=== To do ===
Take the lines below between the one holding "let (conn_tx, connections)" and the one holding "let callback = move", inclusive, and copy them exactly. Add nothing.

=== Stored items ===

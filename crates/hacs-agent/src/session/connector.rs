//! Outbound WebSocket connector
//!
//! Dials the gateway and performs the authenticated handshake. Retrying is
//! left to the session, which owns the backoff and the connection state.

use std::time::Duration;

use thiserror::Error;
use tokio::net::TcpStream;
use tokio_tungstenite::tungstenite::client::IntoClientRequest;
use tokio_tungstenite::tungstenite::handshake::client::Request;
use tokio_tungstenite::tungstenite::http::header::AUTHORIZATION;
use tokio_tungstenite::tungstenite::http::HeaderValue;
use tokio_tungstenite::{connect_async, MaybeTlsStream, WebSocketStream};

use hacs_protocol::ProtocolError;

use crate::pairing::PairingCredential;

/// WebSocket stream to the gateway
pub type GatewayStream = WebSocketStream<MaybeTlsStream<TcpStream>>;

/// Connection errors. None of them are fatal: every one leads to a reconnect.
#[derive(Debug, Error)]
pub enum ConnectionError {
    /// Gateway URL or token cannot form a handshake request
    #[error("Invalid gateway request: {0}")]
    InvalidRequest(String),

    /// Dial and handshake did not finish in time
    #[error("Connection timed out after {0:?}")]
    Timeout(Duration),

    /// Dial or WebSocket handshake failed
    #[error("Handshake failed: {0}")]
    Handshake(#[source] tokio_tungstenite::tungstenite::Error),

    /// Reading from the connection failed
    #[error("Read failed: {0}")]
    Read(#[source] tokio_tungstenite::tungstenite::Error),

    /// Writing to the connection failed
    #[error("Write failed: {0}")]
    Write(#[source] tokio_tungstenite::tungstenite::Error),

    /// Gateway closed the connection
    #[error("Connection closed by gateway")]
    Closed,

    /// No frame arrived within the heartbeat timeout
    #[error("No frame from gateway for {0:?}")]
    IdleTimeout(Duration),

    /// Writer did not flush and close within the shutdown grace period
    #[error("Writer did not close within {0:?}")]
    FlushTimeout(Duration),

    /// Gateway sent a frame that is not a protocol message
    #[error(transparent)]
    Protocol(#[from] ProtocolError),
}

/// Establishes authenticated WebSocket connections to the gateway
#[derive(Clone)]
pub struct GatewayConnector {
    url: String,
    token: String,
    connect_timeout: Duration,
}

impl GatewayConnector {
    /// Create a connector for the gateway named in `credential`
    pub fn new(credential: &PairingCredential, connect_timeout: Duration) -> Self {
        Self {
            url: credential.gateway_url.clone(),
            token: credential.token.clone(),
            connect_timeout,
        }
    }

    /// Gateway URL
    pub fn gateway_url(&self) -> &str {
        &self.url
    }

    /// Build the handshake request carrying the bearer token
    pub fn request(&self) -> Result<Request, ConnectionError> {
        let mut request = self
            .url
            .as_str()
            .into_client_request()
            .map_err(|e| ConnectionError::InvalidRequest(e.to_string()))?;

        let bearer = HeaderValue::from_str(&format!("Bearer {}", self.token))
            .map_err(|e| ConnectionError::InvalidRequest(e.to_string()))?;
        request.headers_mut().insert(AUTHORIZATION, bearer);

        Ok(request)
    }

    /// Attempt a single connection to the gateway
    pub async fn try_connect(&self) -> Result<GatewayStream, ConnectionError> {
        let request = self.request()?;

        tracing::debug!("Connecting to {}", self.url);
        let (stream, response) = tokio::time::timeout(self.connect_timeout, connect_async(request))
            .await
            .map_err(|_| ConnectionError::Timeout(self.connect_timeout))?
            .map_err(ConnectionError::Handshake)?;

        tracing::debug!("Handshake complete (HTTP {})", response.status());
        Ok(stream)
    }
}

impl std::fmt::Debug for GatewayConnector {
    fn fmt(&self, f: &mut std::fmt::Formatter<'_>) -> std::fmt::Result {
        f.debug_struct("GatewayConnector")
            .field("url", &self.url)
            .field("connect_timeout", &self.connect_timeout)
            .finish_non_exhaustive()
    }
}
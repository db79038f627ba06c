//! Message types for the gateway session
//!
//! Every frame on the session is a JSON object with a `type` discriminator.
//!
//! # Message Flow
//!
//! 1. Agent opens the WebSocket with `Authorization: Bearer <token>`
//! 2. Gateway sends `ping` periodically, agent answers each with `pong`
//! 3. Gateway sends `act` with a `req_id` and the intent text
//! 4. Agent answers each `act` with one `act_result` carrying the same `req_id`
//!
//! `act_result` messages may arrive at the gateway in any order relative to
//! each other; `req_id` is the only correlation the agent guarantees.

use std::fmt;

use serde::{Deserialize, Serialize};

/// Message type identifier, as it appears in the `type` field
#[derive(Debug, Clone, Copy, PartialEq, Eq, Hash)]
pub enum MessageType {
    /// Gateway heartbeat
    Ping,
    /// Heartbeat reply
    Pong,
    /// Intent request from the gateway
    Act,
    /// Intent result from the agent
    ActResult,
}

impl MessageType {
    /// Wire name of this type
    pub fn as_str(&self) -> &'static str {
        match self {
            MessageType::Ping => "ping",
            MessageType::Pong => "pong",
            MessageType::Act => "act",
            MessageType::ActResult => "act_result",
        }
    }

    /// Parse a wire name
    pub fn from_wire(value: &str) -> Option<Self> {
        match value {
            "ping" => Some(Self::Ping),
            "pong" => Some(Self::Pong),
            "act" => Some(Self::Act),
            "act_result" => Some(Self::ActResult),
            _ => None,
        }
    }
}

impl fmt::Display for MessageType {
    fn fmt(&self, f: &mut fmt::Formatter<'_>) -> fmt::Result {
        f.write_str(self.as_str())
    }
}

/// Gateway session messages
#[derive(Debug, Clone, PartialEq, Serialize, Deserialize)]
#[serde(tag = "type", rename_all = "snake_case")]
pub enum GatewayMessage {
    /// Heartbeat from the gateway
    Ping,

    /// Heartbeat reply
    Pong,

    /// Request to act on an intent
    Act {
        /// Correlation id chosen by the gateway
        req_id: String,
        /// Intent text; a missing field is read as empty
        #[serde(default)]
        text: String,
    },

    /// Result of an intent
    ActResult {
        /// Correlation id of the originating `act`
        req_id: String,
        /// Engine output, or an `{"error": ...}` object
        result: serde_json::Value,
        /// True when produced by the on-device engine rather than a cloud fallback
        local: bool,
    },
}

impl GatewayMessage {
    /// Build a result message produced by the local engine
    pub fn act_result(req_id: impl Into<String>, result: serde_json::Value) -> Self {
        GatewayMessage::ActResult {
            req_id: req_id.into(),
            result,
            local: true,
        }
    }

    /// Get the message type for this message
    pub fn message_type(&self) -> MessageType {
        match self {
            GatewayMessage::Ping => MessageType::Ping,
            GatewayMessage::Pong => MessageType::Pong,
            GatewayMessage::Act { .. } => MessageType::Act,
            GatewayMessage::ActResult { .. } => MessageType::ActResult,
        }
    }

    /// Correlation id, for messages that carry one
    pub fn req_id(&self) -> Option<&str> {
        match self {
            GatewayMessage::Act { req_id, .. } | GatewayMessage::ActResult { req_id, .. } => {
                Some(req_id)
            }
            _ => None,
        }
    }
}
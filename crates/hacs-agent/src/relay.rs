//! Intent relay
//!
//! Bridges `act` messages from the gateway to the local engine. Each intent
//! runs as its own task: one engine call, then one `act_result` handed to the
//! writer of the connection the intent arrived on.

use std::sync::Arc;
use std::time::Duration;

use tokio::sync::Semaphore;
use tokio_util::task::TaskTracker;
use tracing::Instrument;

use hacs_core::error::RelayError;
use hacs_core::IntentEngine;
use hacs_protocol::GatewayMessage;

use crate::session::{Delivery, LinkRegistry, ResultLink};

/// Dispatches intents to the engine with bounded concurrency
pub struct IntentRelay {
    engine: Arc<dyn IntentEngine>,
    links: Arc<LinkRegistry>,
    permits: Arc<Semaphore>,
    tasks: TaskTracker,
}

impl IntentRelay {
    /// Create a relay allowing at most `max_in_flight` concurrent engine calls
    pub fn new(
        engine: Arc<dyn IntentEngine>,
        links: Arc<LinkRegistry>,
        max_in_flight: usize,
    ) -> Self {
        Self {
            engine,
            links,
            permits: Arc::new(Semaphore::new(max_in_flight.max(1))),
            tasks: TaskTracker::new(),
        }
    }

    /// Start relaying one intent without waiting for it.
    ///
    /// An intent over the concurrency limit is answered at once with a busy
    /// error so the gateway still gets a result for `req_id`. No task is
    /// spawned for it.
    pub fn dispatch(&self, req_id: String, text: String, link: ResultLink) {
        let Ok(permit) = Arc::clone(&self.permits).try_acquire_owned() else {
            tracing::warn!(req_id = %req_id, "Too many intents in flight, answering busy");
            self.reject(req_id, &RelayError::Busy, &link);
            return;
        };

        let span = tracing::info_span!("intent", req_id = %req_id, generation = %link.generation());
        let links = Arc::clone(&self.links);
        let engine = Arc::clone(&self.engine);
        self.tasks.spawn(
            async move {
                relay(req_id, text, engine.as_ref(), &links, &link).await;
                drop(permit);
            }
            .instrument(span),
        );
    }

    /// Answer `req_id` with an error payload without calling the engine.
    ///
    /// Runs on the caller's task and never waits; if the result lane is full
    /// the answer is dropped.
    pub fn reject(&self, req_id: String, error: &RelayError, link: &ResultLink) -> Delivery {
        let msg = GatewayMessage::act_result(req_id, error.payload());
        let delivery = self.links.try_deliver(link, msg);
        report(delivery);
        delivery
    }

    /// Number of relay tasks still running
    pub fn in_flight(&self) -> usize {
        self.tasks.len()
    }

    /// Wait up to `grace` for running relays to finish.
    ///
    /// Returns `false` if some were still running when the grace period ended.
    pub async fn drain(&self, grace: Duration) -> bool {
        self.tasks.close();
        let finished = tokio::time::timeout(grace, self.tasks.wait()).await.is_ok();
        self.tasks.reopen();

        if !finished {
            tracing::warn!(
                "{} intent(s) still in flight after {:?}",
                self.tasks.len(),
                grace
            );
        }
        finished
    }
}

/// Call the engine and build the `act_result` for `req_id`
pub async fn resolve(engine: &dyn IntentEngine, req_id: String, text: &str) -> GatewayMessage {
    let result = match engine.act(text).await {
        Ok(value) => value,
        Err(e) => {
            tracing::warn!("Engine call failed: {}", e);
            e.payload()
        }
    };
    GatewayMessage::act_result(req_id, result)
}

/// Relay one intent end to end.
///
/// Never fails: engine errors become error payloads, and a result whose
/// connection has been replaced is discarded.
pub async fn relay(
    req_id: String,
    text: String,
    engine: &dyn IntentEngine,
    links: &LinkRegistry,
    link: &ResultLink,
) -> Delivery {
    tracing::debug!("Relaying intent to engine");
    let msg = resolve(engine, req_id, &text).await;
    let delivery = links.deliver(link, msg).await;
    report(delivery);
    delivery
}

fn report(delivery: Delivery) {
    match delivery {
        Delivery::Queued => tracing::trace!("Result queued"),
        Delivery::Stale { current } => {
            tracing::debug!(
                "Discarding result, connection was replaced (current: {:?})",
                current
            )
        }
        Delivery::Closed => tracing::debug!("Discarding result, connection writer has exited"),
        Delivery::Full => tracing::warn!("Discarding result, outbound queue is full"),
    }
}
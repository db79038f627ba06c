//! Core domain types

use serde::{Deserialize, Serialize};
use std::fmt;
use std::time::Duration;

/// Identifier the pairing service assigned to this device
#[derive(Debug, Clone, PartialEq, Eq, Hash, Serialize, Deserialize)]
pub struct DeviceId(pub String);

impl DeviceId {
    /// Create a new device ID
    pub fn new(id: impl Into<String>) -> Self {
        Self(id.into())
    }

    /// Get the raw ID string
    pub fn as_str(&self) -> &str {
        &self.0
    }
}

impl fmt::Display for DeviceId {
    fn fmt(&self, f: &mut fmt::Formatter<'_>) -> fmt::Result {
        write!(f, "{}", self.0)
    }
}

impl From<String> for DeviceId {
    fn from(s: String) -> Self {
        Self(s)
    }
}

impl From<&str> for DeviceId {
    fn from(s: &str) -> Self {
        Self(s.to_string())
    }
}

/// One successful connection lifetime.
///
/// Incremented each time a connection attempt succeeds. `Generation::NONE`
/// means the session has never been connected.
#[derive(Debug, Clone, Copy, PartialEq, Eq, PartialOrd, Ord, Hash, Default)]
pub struct Generation(pub u64);

impl Generation {
    /// Before the first successful connect
    pub const NONE: Generation = Generation(0);

    /// The generation that follows this one
    pub fn next(self) -> Self {
        Generation(self.0 + 1)
    }
}

impl fmt::Display for Generation {
    fn fmt(&self, f: &mut fmt::Formatter<'_>) -> fmt::Result {
        write!(f, "{}", self.0)
    }
}

/// State of the gateway session
#[derive(Debug, Clone, Copy, PartialEq, Eq, Serialize, Deserialize)]
#[serde(rename_all = "snake_case")]
pub enum ConnectionState {
    /// No connection; waiting to dial or backing off
    Disconnected,
    /// Dial and handshake in progress
    Connecting,
    /// Authenticated and serving frames
    Connected,
    /// Shutdown requested; draining in-flight work
    Closing,
}

impl fmt::Display for ConnectionState {
    fn fmt(&self, f: &mut fmt::Formatter<'_>) -> fmt::Result {
        match self {
            ConnectionState::Disconnected => write!(f, "disconnected"),
            ConnectionState::Connecting => write!(f, "connecting"),
            ConnectionState::Connected => write!(f, "connected"),
            ConnectionState::Closing => write!(f, "closing"),
        }
    }
}

/// Snapshot of the session published to observers
#[derive(Debug, Clone, Copy, PartialEq, Eq)]
pub struct SessionStatus {
    /// Current state
    pub state: ConnectionState,
    /// Latest connection generation
    pub generation: Generation,
    /// Delay that will be used before the next dial attempt
    pub backoff: Duration,
}

impl SessionStatus {
    /// Initial status of a session that has not started yet
    pub fn initial(backoff: Duration) -> Self {
        Self {
            state: ConnectionState::Disconnected,
            generation: Generation::NONE,
            backoff,
        }
    }
}
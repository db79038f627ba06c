//! Shared fixtures for the agent integration tests

#![allow(dead_code)]

use std::sync::atomic::{AtomicUsize, Ordering};
use std::sync::{Arc, Mutex};
use std::time::Duration;

use async_trait::async_trait;
use futures::{SinkExt, StreamExt};
use serde_json::Value;
use tokio::net::{TcpListener, TcpStream};
use tokio::sync::{mpsc, watch};
use tokio_tungstenite::tungstenite::handshake::server::{ErrorResponse, Request, Response};
use tokio_tungstenite::tungstenite::http::StatusCode;
use tokio_tungstenite::tungstenite::Message;
use tokio_tungstenite::WebSocketStream;

use hacs_agent::PairingCredential;
use hacs_core::config::{AgentConfig, BackoffConfig};
use hacs_core::error::RelayError;
use hacs_core::{DeviceId, IntentEngine};

/// Upper bound for anything a test waits on
pub const WAIT: Duration = Duration::from_secs(5);

/// Server side of one gateway connection
pub type GatewayConn = WebSocketStream<TcpStream>;

/// Mock gateway accepting agent WebSocket connections
pub struct MockGateway {
    pub url: String,
    connections: mpsc::UnboundedReceiver<GatewayConn>,
    attempts: Arc<AtomicUsize>,
    auth_headers: Arc<Mutex<Vec<String>>>,
}

impl MockGateway {
    /// Start a gateway that accepts every handshake
    pub async fn start() -> Self {
        Self::rejecting(0).await
    }

    /// Start a gateway that answers the first `rejections` handshakes with 503
    pub async fn rejecting(rejections: usize) -> Self {
        let listener = TcpListener::bind("127.0.0.1:0")
            .await
            .expect("Failed to bind mock gateway");
        let url = format!("ws://{}/session", listener.local_addr().unwrap());

        let (conn_tx, connections) = mpsc::unbounded_channel();
        let attempts = Arc::new(AtomicUsize::new(0));
        let auth_headers = Arc::new(Mutex::new(Vec::new()));

        let counter = Arc::clone(&attempts);
        let headers = Arc::clone(&auth_headers);
        tokio::spawn(async move {
            while let Ok((stream, _)) = listener.accept().await {
                let attempt = counter.fetch_add(1, Ordering::SeqCst);
                let headers = Arc::clone(&headers);

                let callback = move |req: &Request, resp: Response| {
                    if let Some(auth) = req.headers().get("authorization") {
                        headers
                            .lock()
                            .unwrap()
                            .push(auth.to_str().unwrap().to_string());
                    }
                    if attempt < rejections {
                        let mut rejected = ErrorResponse::new(Some("unavailable".to_string()));
                        *rejected.status_mut() = StatusCode::SERVICE_UNAVAILABLE;
                        return Err(rejected);
                    }
                    Ok(resp)
                };

                if let Ok(ws) = tokio_tungstenite::accept_hdr_async(stream, callback).await {
                    let _ = conn_tx.send(ws);
                }
            }
        });

        Self {
            url,
            connections,
            attempts,
            auth_headers,
        }
    }

    /// Wait for the agent's next successful connection
    pub async fn accept(&mut self) -> GatewayConn {
        tokio::time::timeout(WAIT, self.connections.recv())
            .await
            .expect("Agent did not connect in time")
            .expect("Mock gateway stopped")
    }

    /// TCP connections seen so far, rejected ones included
    pub fn attempts(&self) -> usize {
        self.attempts.load(Ordering::SeqCst)
    }

    pub fn auth_headers(&self) -> Vec<String> {
        self.auth_headers.lock().unwrap().clone()
    }

    pub fn credential(&self) -> PairingCredential {
        PairingCredential {
            device_id: DeviceId::new("dev-test"),
            token: "tok-test".to_string(),
            gateway_url: self.url.clone(),
            expires_in: None,
        }
    }
}

/// Send a JSON value as a text frame
pub async fn send_json(conn: &mut GatewayConn, value: Value) {
    conn.send(Message::Text(value.to_string().into()))
        .await
        .expect("Failed to send frame to agent");
}

/// Next text frame from the agent, decoded as JSON
pub async fn recv_json(conn: &mut GatewayConn) -> Value {
    recv_json_within(conn, WAIT)
        .await
        .expect("No frame from agent in time")
}

/// Next text frame from the agent, or `None` if nothing arrives within `limit`
pub async fn recv_json_within(conn: &mut GatewayConn, limit: Duration) -> Option<Value> {
    let deadline = tokio::time::Instant::now() + limit;
    loop {
        let next = tokio::time::timeout_at(deadline, conn.next()).await.ok()?;
        match next {
            Some(Ok(Message::Text(text))) => {
                return Some(serde_json::from_str(text.as_str()).expect("Agent sent invalid JSON"))
            }
            Some(Ok(Message::Close(_))) | None => return None,
            Some(Ok(_)) => continue,
            Some(Err(e)) => panic!("Gateway read failed: {}", e),
        }
    }
}

/// Agent configuration with short timers for tests
pub fn test_config() -> AgentConfig {
    AgentConfig {
        connect_timeout: Duration::from_secs(2),
        backoff: BackoffConfig {
            initial: Duration::from_millis(50),
            max: Duration::from_millis(400),
            multiplier: 2.0,
            jitter: 0.0,
        },
        shutdown_grace: Duration::from_secs(1),
        ..AgentConfig::default()
    }
}

/// Engine answering every intent from a closure
pub struct FnEngine<F>(pub F);

#[async_trait]
impl<F> IntentEngine for FnEngine<F>
where
    F: Fn(&str) -> Result<Value, RelayError> + Send + Sync + 'static,
{
    async fn act(&self, text: &str) -> Result<Value, RelayError> {
        (self.0)(text)
    }
}

/// Engine that holds every call until released
pub struct GatedEngine {
    open: watch::Sender<bool>,
    calls: AtomicUsize,
}

impl GatedEngine {
    pub fn new() -> Self {
        Self {
            open: watch::channel(false).0,
            calls: AtomicUsize::new(0),
        }
    }

    /// Release every waiting call; later calls pass straight through
    pub fn open(&self) {
        self.open.send_replace(true);
    }

    pub fn calls(&self) -> usize {
        self.calls.load(Ordering::SeqCst)
    }
}

#[async_trait]
impl IntentEngine for GatedEngine {
    async fn act(&self, text: &str) -> Result<Value, RelayError> {
        self.calls.fetch_add(1, Ordering::SeqCst);
        let mut open = self.open.subscribe();
        let _ = open.wait_for(|open| *open).await;
        Ok(serde_json::json!({ "done": text }))
    }
}

/// Serve `router` on a random local port and return its base URL
pub async fn serve(router: axum::Router) -> String {
    let listener = TcpListener::bind("127.0.0.1:0")
        .await
        .expect("Failed to bind test server");
    let address = listener.local_addr().unwrap();
    tokio::spawn(async move {
        axum::serve(listener, router).await.unwrap();
    });
    format!("http://{}", address)
}

/// A local port with nothing listening on it
pub fn closed_port() -> u16 {
    let listener = std::net::TcpListener::bind("127.0.0.1:0").unwrap();
    listener.local_addr().unwrap().port()
}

=== Result for this task ===
        let (conn_tx, connections) = mpsc::unbounded_channel();
        let attempts = Arc::new(AtomicUsize::new(0));
        let auth_headers = Arc::new(Mutex::new(Vec::new()));

        let counter = Arc::clone(&attempts);
        let headers = Arc::clone(&auth_headers);
        tokio::spawn(async move {
            while let Ok((stream, _)) = listener.accept().await {
                let attempt = counter.fetch_add(1, Ordering::SeqCst);
                let headers = Arc::clone(&headers);

                let callback = move |req: &Request, resp: Response| {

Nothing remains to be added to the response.